Benzene-specific increase in leukocyte alkaline phosphatase activity in rats exposed to vapors of various organic solvents.

Female Wistar rats were exposed to various solvent vapors 8 h/d for 7 d. The leukocyte suspension and serum were prepared from peripheral blood and utilized for the determination of alkaline phosphatase (AP) activity with disodium phenyl phosphate as a substrate [leukocyte AP (LAP) and serum AP (SAP) assay]. While the exposure to benzene at 20 or 50 ppm did not cause significant changes in LAP activity, the exposure at 100 and 300 ppm resulted in a dose-dependent increase of LAP activity up to more than 100% over the control. No further increase was observed at 1000 or 3000 ppm. Similar exposure at 300 ppm to either toluene, m-xylene, n-hexane, trichloroethylene, methyl ethyl ketone, ethyl acetate, or methyl alcohol did not induce any changes in LAP activity.

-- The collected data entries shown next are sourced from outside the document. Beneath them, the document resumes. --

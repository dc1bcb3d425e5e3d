//! CLI argument parsing and command dispatch

use anyhow::Result;
use clap::{Parser, Subcommand};

use crate::commands;

/// Descriptor Registry - Resolve versioned service descriptors
#[derive(Parser, Debug)]
#[command(name = "descriptor-registry")]
#[command(version, about, long_about = None)]
pub struct Cli {
    /// Subcommand to execute
    #[command(subcommand)]
    command: Commands,

    /// Set log level (error, warn, info, debug, trace). RUST_LOG takes precedence.
    #[arg(long, global = true, value_name = "LEVEL", default_value = "warn")]
    log_level: String,
}

#[derive(Subcommand, Debug)]
enum Commands {
    /// Resolve a descriptor and print it as JSON
    Resolve(commands::resolve::ResolveArgs),

    /// List the concrete versions known for a service
    Versions(commands::versions::VersionsArgs),

    /// Work with manifest files
    Manifest(commands::manifest::ManifestArgs),

    /// Precompile JSON descriptors for faster loading
    Compile(commands::compile::CompileArgs),

    /// Generate shell completion scripts
    Completions(commands::completions::CompletionsArgs),
}

impl Cli {
    /// Execute the CLI command
    pub fn execute(self) -> Result<()> {
        init_logging(&self.log_level);

        match self.command {
            Commands::Resolve(args) => commands::resolve::execute(args),
            Commands::Versions(args) => commands::versions::execute(args),
            Commands::Manifest(args) => commands::manifest::execute(args),
            Commands::Compile(args) => commands::compile::execute(args),
            Commands::Completions(args) => commands::completions::execute(args),
        }
    }
}

fn init_logging(level: &str) {
    let env = env_logger::Env::default().default_filter_or(level);
    // A logger may already be installed when embedded in tests.
    let _ = env_logger::Builder::from_env(env)
        .format_timestamp(None)
        .try_init();
}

Thus, the increase in LAP activity was considered to be specific to benzene exposure. When the animals were exposed to toluene (300 ppm) in combination with benzene (300 ppm), not only was the benzene-induced leukopenia alleviated as previously reported, but the benzene-induced increase in LAP activity was no longer observed. The parallel inhibitory effects of toluene on benzene-induced increase in LAP and leukopenia suggest that a relation may exist between increase in LAP activity and leukopenia. No changes in SAP activities were observed in the rats under the exposure conditions examined.